Лицо — это такая категория, в которой особенно сильно отражаются общественные отношения, социальный строй общества. Например, в языке индейцев племени блэкфут (Северная Америка), у которых сохранились остатки родового строя, существует специальное, 4-е лицо для обозначения члена чужого рода. А в Австралии, в языке аранта, еще сложнее. Чтобы описать систему лиц в этом, казалось бы, «первобытном» языке, нужно затратить несколько страниц. Мы ее описывать не будем, а приведем пример из русского языка, отдаленно напоминающий положение в языке аранта. Представьте себе, что 1-е лицо выражалось бы по-разному в следующих трех случаях: мы, сидящие за одной партой, идем; мы, одноклассники, идем; мы, учащиеся одной и той же школы, идем…
До сих пор мы сталкивались с языками, где лиц вполне достаточно и даже слишком много. А в корейском языке, например, разграничивается только 1-е лицо и лицо не 1-е, для обозначения которого существует специальный суффикс — си.
Теперь расскажем о падеже.
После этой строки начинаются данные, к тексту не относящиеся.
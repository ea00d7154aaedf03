use sea_orm::{ConnectOptions, Database, DatabaseConnection};
use sea_orm_migration::MigratorTrait;
use tracing::info;

use super::PostgresConfig;
use crate::common::{DatabaseError, DatabaseResult, RetryConfig, retry_with_backoff};

async fn connect_with_options(options: ConnectOptions) -> DatabaseResult<DatabaseConnection> {
    let db = Database::connect(options).await?;
    info!("Connected to PostgreSQL");
    Ok(db)
}

/// Connect with exponential backoff, for start-up ordering against the database container.
///
/// `None` uses [`RetryConfig::default`].
pub async fn connect_from_config_with_retry(
    config: PostgresConfig,
    retry_config: Option<RetryConfig>,
) -> DatabaseResult<DatabaseConnection> {
    let options = config.into_connect_options();

    retry_with_backoff(
        || connect_with_options(options.clone()),
        retry_config.unwrap_or_default(),
    )
    .await
    .map_err(|e| DatabaseError::ConnectionFailed(e.to_string()))
}

/// Apply all pending migrations of `M`
pub async fn run_migrations<M: MigratorTrait>(
    db: &DatabaseConnection,
    app_name: &str,
) -> DatabaseResult<()> {
    info!(app = app_name, "Running database migrations");
    M::up(db, None)
        .await
        .map_err(|e| DatabaseError::MigrationError(e.to_string()))?;
    info!(app = app_name, "Migrations completed");
    Ok(())
}

/// Close the pool, logging instead of failing; used from shutdown cleanup
pub async fn close(db: DatabaseConnection) {
    match db.close().await {
        Ok(()) => info!("PostgreSQL connection pool closed"),
        Err(e) => tracing::error!(error = %e, "Error closing PostgreSQL connection pool"),
    }
}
Начнем с того, что эта категория, оказывается, очень тесно связана с переходностью или непереходностью глагола. Во многих языках, совершенно не связанных взаимным родством, все глаголы делятся на две группы: глаголы активного действия (переходные) и глаголы пассивного действия (непереходные). В зависимости от того, какой глагол употребляется, предложение строится по-разному. В случае непереходности оно такое же, как в русском языке, т. е. подлежащее стоит в именительном падеже. Например, по-чукотски: «клявол чейвыркын» — «человек ходит», «кора чейвыркын» — «олень ходит». Но если глагол переходный, то все меняется подлежащее ставится не в именительном, а в особом, так называемом эргативном падеже, обозначающем только действующее лицо. Что касается объекта действия, то для него употребляется не винительный, как в русском, а именительный падеж (впрочем, он часто совпадает с винительным по форме). Например, в том же чукотском языке: «клявол-я кора нмыркынен» — «человек (в эргативном падеже) оленя (олень — в именительном падеже) убивает». Такая конструкция, называемая эргативной, встречается во многих кавказских языках, баскском, палеоазиатских и многих языках Америки.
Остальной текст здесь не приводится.